**What to do:** Take every line in the entries that includes the word "LibError" and copy it.

**Material provided:**

════════

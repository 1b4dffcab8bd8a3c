//! CLI-specific error types with exit codes.
//!
//! This module defines error types specific to the CLI layer,
//! wrapping library errors and providing appropriate exit codes.

use pathname::Error as LibError;
use std::fmt;

/// CLI-specific error type with exit code mapping.
#[derive(Debug)]
pub enum CliError {
    /// Library error (wrapped).
    Library(LibError),

    /// Invalid command-line arguments.
    InvalidArguments(String),

    /// I/O error.
    Io(std::io::Error),

    /// Configuration error.
    Config(String),

    /// Semantic failure (e.g., configuration file rejected) - exit code 1.
    SemanticFailure(String),
}

impl CliError {
    /// Get the appropriate exit code for this error.
    ///
    /// Exit codes:
    /// - 0: Success (not an error)
    /// - 1: Semantic failure (component missing, climb above root)
    /// - 4: Invalid arguments (bad length, path not normalized)
    /// - 5: I/O error
    /// - 6: Other library error
    /// - 7: Configuration error
    pub fn exit_code(&self) -> i32 {
        match self {
            CliError::SemanticFailure(_) => 1,
            CliError::Library(lib_err) => match lib_err {
                e if e.is_invalid_pathname() => 1,
                e if e.is_length_error() => 4,
                LibError::NormalisationRequired { .. } => 4,
                e if e.is_not_found() || e.is_permission_denied() => 5,
                LibError::Io(_) => 5,
                LibError::Configuration(_) | LibError::Validation { .. } => 7,
                _ => 6,
            },
            CliError::InvalidArguments(_) => 4,
            CliError::Io(_) => 5,
            CliError::Config(_) => 7,
        }
    }
}

impl fmt::Display for CliError {
    fn fmt(&self, f: &mut fmt::Formatter<'_>) -> fmt::Result {
        match self {
            CliError::Library(e) => write!(f, "{e}"),
            CliError::InvalidArguments(msg) => write!(f, "Invalid arguments: {msg}"),
            CliError::Io(e) => write!(f, "I/O error: {e}"),
            CliError::Config(msg) => write!(f, "Configuration error: {msg}"),
            CliError::SemanticFailure(msg) => write!(f, "{msg}"),
        }
    }
}

impl std::error::Error for CliError {
    fn source(&self) -> Option<&(dyn std::error::Error + 'static)> {
        match self {
            CliError::Library(e) => Some(e),
            CliError::Io(e) => Some(e),
            _ => None,
        }
    }
}

impl From<LibError> for CliError {
    fn from(e: LibError) -> Self {
        CliError::Library(e)
    }
}

impl From<std::io::Error> for CliError {
    fn from(e: std::io::Error) -> Self {
        CliError::Io(e)
    }
}

impl From<serde_json::Error> for CliError {
    fn from(e: serde_json::Error) -> Self {
        CliError::Io(e.into())
    }
}
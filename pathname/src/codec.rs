//! Flat byte encoding of pathname values.
//!
//! Layout, all integers big-endian:
//!
//! ```text
//! +---------+-------+--------+-------+
//! | version | flags | length | bytes |
//! |   u16   |  u8   |  u32   |  ...  |
//! +---------+-------+--------+-------+
//! ```
//!
//! Decoding checks the header and then runs the bytes through the same
//! validation as construction, so a decoded value satisfies every
//! invariant a constructed one does.

use std::borrow::Cow;

use crate::error::{Error, Result};
use crate::path::normalize::normalize_bytes;
use crate::path::{validate, PathFlags, Pathname};

/// The encoding version written by this build.
pub const FORMAT_VERSION: u16 = 1;

/// Size of the fixed header in bytes.
pub const HEADER_LEN: usize = 2 + 1 + 4;

/// Returns the crate version.
///
/// # Examples
///
/// ```
/// assert!(!pathname::codec::version().is_empty());
/// ```
#[must_use]
pub fn version() -> &'static str {
    env!("CARGO_PKG_VERSION")
}

/// Returns the number of bytes [`encode`] produces for `path`.
#[must_use]
pub fn encoded_len(path: &Pathname<'_>) -> usize {
    HEADER_LEN + path.len()
}

/// Encode `path` into a new buffer.
///
/// # Errors
///
/// Returns [`Error::ExceededLength`] if the path does not fit the 32-bit
/// length field.
///
/// # Examples
///
/// ```
/// use pathname::Pathname;
/// use pathname::codec::{decode, encode};
///
/// let path = Pathname::normalized(b"/path/to/file.ext").unwrap();
/// let encoded = encode(&path).unwrap();
///
/// let decoded = decode(&encoded, 4096).unwrap();
/// assert_eq!(decoded, path);
/// assert!(decoded.is_normalised());
/// ```
pub fn encode(path: &Pathname<'_>) -> Result<Vec<u8>> {
    let mut out = Vec::with_capacity(encoded_len(path));
    encode_into(path, &mut out)?;
    Ok(out)
}

/// Append the encoding of `path` to `out`.
///
/// # Errors
///
/// Returns [`Error::ExceededLength`] if the path does not fit the 32-bit
/// length field. Nothing is written in that case.
pub fn encode_into(path: &Pathname<'_>, out: &mut Vec<u8>) -> Result<()> {
    let length = u32::try_from(path.len()).map_err(|_| Error::ExceededLength {
        length: path.len(),
        max: u32::MAX as usize,
    })?;

    out.reserve(encoded_len(path));
    out.extend_from_slice(&FORMAT_VERSION.to_be_bytes());
    out.push(path.flags().bits());
    out.extend_from_slice(&length.to_be_bytes());
    out.extend_from_slice(path.as_bytes());
    Ok(())
}

fn decode_error(reason: impl Into<String>) -> Error {
    Error::Decode {
        reason: reason.into(),
    }
}

/// Decode a pathname, borrowing its bytes from `input`.
///
/// The input must hold exactly one encoded value.
///
/// # Errors
///
/// Returns:
/// - [`Error::Decode`] for a short header, unknown flag bits, a length that
///   disagrees with the payload, or a normalized flag on bytes that are not
///   in normal form
/// - [`Error::UnsupportedFormatVersion`] for a version other than
///   [`FORMAT_VERSION`]
/// - the construction errors for empty, oversized or NUL-containing bytes
pub fn decode(input: &[u8], max_len: usize) -> Result<Pathname<'_>> {
    if input.len() < HEADER_LEN {
        return Err(decode_error(format!(
            "input of {} bytes is shorter than the {HEADER_LEN}-byte header",
            input.len()
        )));
    }

    let found = u16::from_be_bytes([input[0], input[1]]);
    if found != FORMAT_VERSION {
        return Err(Error::UnsupportedFormatVersion {
            expected: FORMAT_VERSION,
            found,
        });
    }

    let flags = PathFlags::from_bits(input[2])
        .ok_or_else(|| decode_error(format!("unknown flag bits {:#04x}", input[2])))?;

    let length = u32::from_be_bytes([input[3], input[4], input[5], input[6]]) as usize;
    let body = &input[HEADER_LEN..];
    if body.len() != length {
        return Err(decode_error(format!(
            "length field says {length} bytes but {} follow",
            body.len()
        )));
    }

    validate(body, max_len)?;
    if flags.is_normalised() && normalize_bytes(body)? != body {
        return Err(decode_error("bytes flagged normalised are not in normal form"));
    }

    log::debug!("decoded {length}-byte pathname (flags {:#04x})", flags.bits());
    Ok(Pathname::from_cow(Cow::Borrowed(body), flags))
}
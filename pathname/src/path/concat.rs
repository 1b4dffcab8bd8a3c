//! Lexical path concatenation.

use crate::error::{Error, Result};
use crate::path::segment::SEPARATOR;
use crate::path::types::{PathFlags, Pathname};

/// Join `prefix` and `suffix`.
///
/// A separator is inserted only when `suffix` is relative. The result is
/// neither normalized nor flagged as such; absoluteness follows `prefix`.
///
/// # Errors
///
/// Returns [`Error::ExceededLength`] if the joined path would be longer than
/// `max_len`.
///
/// # Examples
///
/// ```
/// use pathname::Pathname;
/// use pathname::path::concat::concat;
///
/// let prefix = Pathname::new(b"/path/to").unwrap();
/// let suffix = Pathname::new(b"file.ext").unwrap();
/// let joined = concat(&prefix, &suffix, 4096).unwrap();
/// assert_eq!(joined, "/path/to/file.ext");
/// assert!(joined.is_absolute());
/// assert!(!joined.is_normalised());
/// ```
pub fn concat(
    prefix: &Pathname<'_>,
    suffix: &Pathname<'_>,
    max_len: usize,
) -> Result<Pathname<'static>> {
    let needs_separator = !suffix.is_absolute();
    let length = prefix.len() + suffix.len() + usize::from(needs_separator);
    if length > max_len {
        return Err(Error::ExceededLength {
            length,
            max: max_len,
        });
    }

    let mut bytes = Vec::with_capacity(length);
    bytes.extend_from_slice(prefix.as_bytes());
    if needs_separator {
        bytes.push(SEPARATOR);
    }
    bytes.extend_from_slice(suffix.as_bytes());

    Ok(Pathname::from_trusted_vec(bytes, PathFlags::default()))
}

#[cfg(test)]
mod tests {
    use super::*;

    fn join(a: &str, b: &str) -> Result<Pathname<'static>> {
        concat(
            &Pathname::new(a.as_bytes()).unwrap(),
            &Pathname::new(b.as_bytes()).unwrap(),
            4096,
        )
    }

    #[test]
    fn test_concat_relative_suffix() {
        let joined = join("/path/to", "file.ext").unwrap();
        assert_eq!(joined, "/path/to/file.ext");
        assert!(joined.is_absolute());
        assert!(!joined.is_normalised());
    }

    #[test]
    fn test_concat_absolute_suffix() {
        assert_eq!(join("/a", "/b").unwrap(), "/a/b");
        assert_eq!(join("a", "/b").unwrap(), "a/b");
        assert!(!join("a", "/b").unwrap().is_absolute());
    }

    #[test]
    fn test_concat_is_purely_lexical() {
        assert_eq!(join("/a/", "b").unwrap(), "/a//b");
        assert_eq!(join("a", "../b").unwrap(), "a/../b");
        assert_eq!(join("/", "..").unwrap(), "//..");
    }

    #[test]
    fn test_concat_length_limit() {
        let prefix = Pathname::new(b"abc").unwrap();
        let suffix = Pathname::new(b"de").unwrap();
        assert_eq!(concat(&prefix, &suffix, 6).unwrap(), "abc/de");
        assert!(matches!(
            concat(&prefix, &suffix, 5),
            Err(Error::ExceededLength { length: 6, max: 5 })
        ));

        let absolute = Pathname::new(b"/de").unwrap();
        assert_eq!(concat(&prefix, &absolute, 6).unwrap(), "abc/de");
    }

    #[test]
    fn test_concat_drops_input_flags() {
        let prefix = Pathname::normalized(b"/a").unwrap();
        let suffix = Pathname::normalized(b"b").unwrap();
        let joined = concat(&prefix, &suffix, 4096).unwrap();
        assert!(!joined.is_normalised());
        assert!(!joined.is_borrowed());
    }
}
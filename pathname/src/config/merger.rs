//! Configuration merging and precedence handling.

use crate::config::loader::ConfigSource;
use crate::config::schema::Config;

/// Merges configuration sources according to precedence rules.
///
/// # Examples
///
/// ```
/// use pathname::config::{Config, ConfigMerger};
///
/// let low = Config { max_path_len: Some(100), ..Default::default() };
/// let high = Config { max_path_len: Some(200), ..Default::default() };
///
/// let mut result = low;
/// ConfigMerger::merge_into(&mut result, &high);
/// assert_eq!(result.max_path_len, Some(200));
/// ```
pub struct ConfigMerger;

impl ConfigMerger {
    /// Merge multiple configuration sources into final config.
    ///
    /// Sources should be provided in order from lowest to highest precedence.
    #[must_use]
    pub fn merge(sources: Vec<ConfigSource>) -> Config {
        let mut result = Config::default();
        for source in sources {
            Self::merge_into(&mut result, &source.config);
        }
        result
    }

    /// Merge source config into target; every field set in `source` wins.
    pub fn merge_into(target: &mut Config, source: &Config) {
        if source.max_path_len.is_some() {
            target.max_path_len = source.max_path_len;
        }

        if source.output_format.is_some() {
            target.output_format = source.output_format;
        }

        if source.normalize_concat.is_some() {
            target.normalize_concat = source.normalize_concat;
        }
    }
}

#[cfg(test)]
mod tests {
    use super::*;
    use crate::config::schema::OutputFormat;
    use std::path::PathBuf;

    fn source(precedence: u8, config: Config) -> ConfigSource {
        ConfigSource {
            path: PathBuf::from(format!("/config/{precedence}.yaml")),
            precedence,
            config,
        }
    }

    #[test]
    fn test_merge_empty() {
        assert_eq!(ConfigMerger::merge(vec![]), Config::default());
    }

    #[test]
    fn test_unset_fields_do_not_overwrite() {
        let mut target = Config {
            max_path_len: Some(100),
            output_format: Some(OutputFormat::Json),
            normalize_concat: Some(true),
        };
        ConfigMerger::merge_into(&mut target, &Config::default());
        assert_eq!(target.max_path_len, Some(100));
        assert_eq!(target.output_format, Some(OutputFormat::Json));
        assert_eq!(target.normalize_concat, Some(true));
    }

    #[test]
    fn test_higher_precedence_wins_per_field() {
        let low = source(
            1,
            Config {
                max_path_len: Some(100),
                output_format: Some(OutputFormat::Json),
                normalize_concat: None,
            },
        );
        let high = source(
            2,
            Config {
                max_path_len: Some(300),
                output_format: None,
                normalize_concat: Some(false),
            },
        );

        let merged = ConfigMerger::merge(vec![low, high]);
        assert_eq!(merged.max_path_len, Some(300));
        assert_eq!(merged.output_format, Some(OutputFormat::Json));
        assert_eq!(merged.normalize_concat, Some(false));
    }
}
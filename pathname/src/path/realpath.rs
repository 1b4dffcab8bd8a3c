//! Filesystem resolution of pathnames.
//!
//! Unlike the rest of [`crate::path`], this module touches the filesystem:
//! it asks the operating system for the canonical path, following every
//! symlink. The path must exist.

use std::ffi::OsStr;
use std::fs;
use std::io::ErrorKind;
use std::os::unix::ffi::{OsStrExt, OsStringExt};
use std::path::Path;

use crate::error::{lossy, Error, Result};
use crate::path::normalize::normalize_bytes;
use crate::path::types::{validate, PathFlags, Pathname};

/// Resolve `path` through the filesystem.
///
/// Relative paths resolve against the current working directory. The result
/// is absolute, normalized and flagged as a realpath.
///
/// # Errors
///
/// Returns an error if:
/// - The path does not exist (`PathNotFound`)
/// - Permission is denied (`PermissionDenied`)
/// - Any other I/O error occurs (`Io`)
/// - The resolved path is longer than `max_len` (`ExceededLength`)
///
/// # Examples
///
/// ```no_run
/// use pathname::Pathname;
/// use pathname::path::realpath::realpath;
///
/// let path = Pathname::new(b"/tmp/../tmp").unwrap();
/// let real = realpath(&path, 4096).unwrap();
/// assert!(real.is_realpath());
/// assert!(real.is_absolute());
/// ```
pub fn realpath(path: &Pathname<'_>, max_len: usize) -> Result<Pathname<'static>> {
    let os_path = Path::new(OsStr::from_bytes(path.as_bytes()));
    log::debug!("resolving {}", os_path.display());

    let resolved = fs::canonicalize(os_path).map_err(|e| match e.kind() {
        ErrorKind::NotFound => Error::PathNotFound {
            path: lossy(path.as_bytes()),
        },
        ErrorKind::PermissionDenied => Error::PermissionDenied {
            path: lossy(path.as_bytes()),
        },
        _ => Error::Io(e),
    })?;

    let bytes = resolved.into_os_string().into_vec();
    validate(&bytes, max_len)?;
    let normalized = normalize_bytes(&bytes)?;
    log::debug!("resolved to {}", lossy(&normalized));

    Ok(Pathname::from_trusted_vec(
        normalized,
        PathFlags::default().with_normalised(true).with_realpath(true),
    ))
}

════════

**Result:**
use pathname::Error as LibError;
    Library(LibError),
                LibError::NormalisationRequired { .. } => 4,
                LibError::Io(_) => 5,
                LibError::Configuration(_) | LibError::Validation { .. } => 7,
impl From<LibError> for CliError {
    fn from(e: LibError) -> Self {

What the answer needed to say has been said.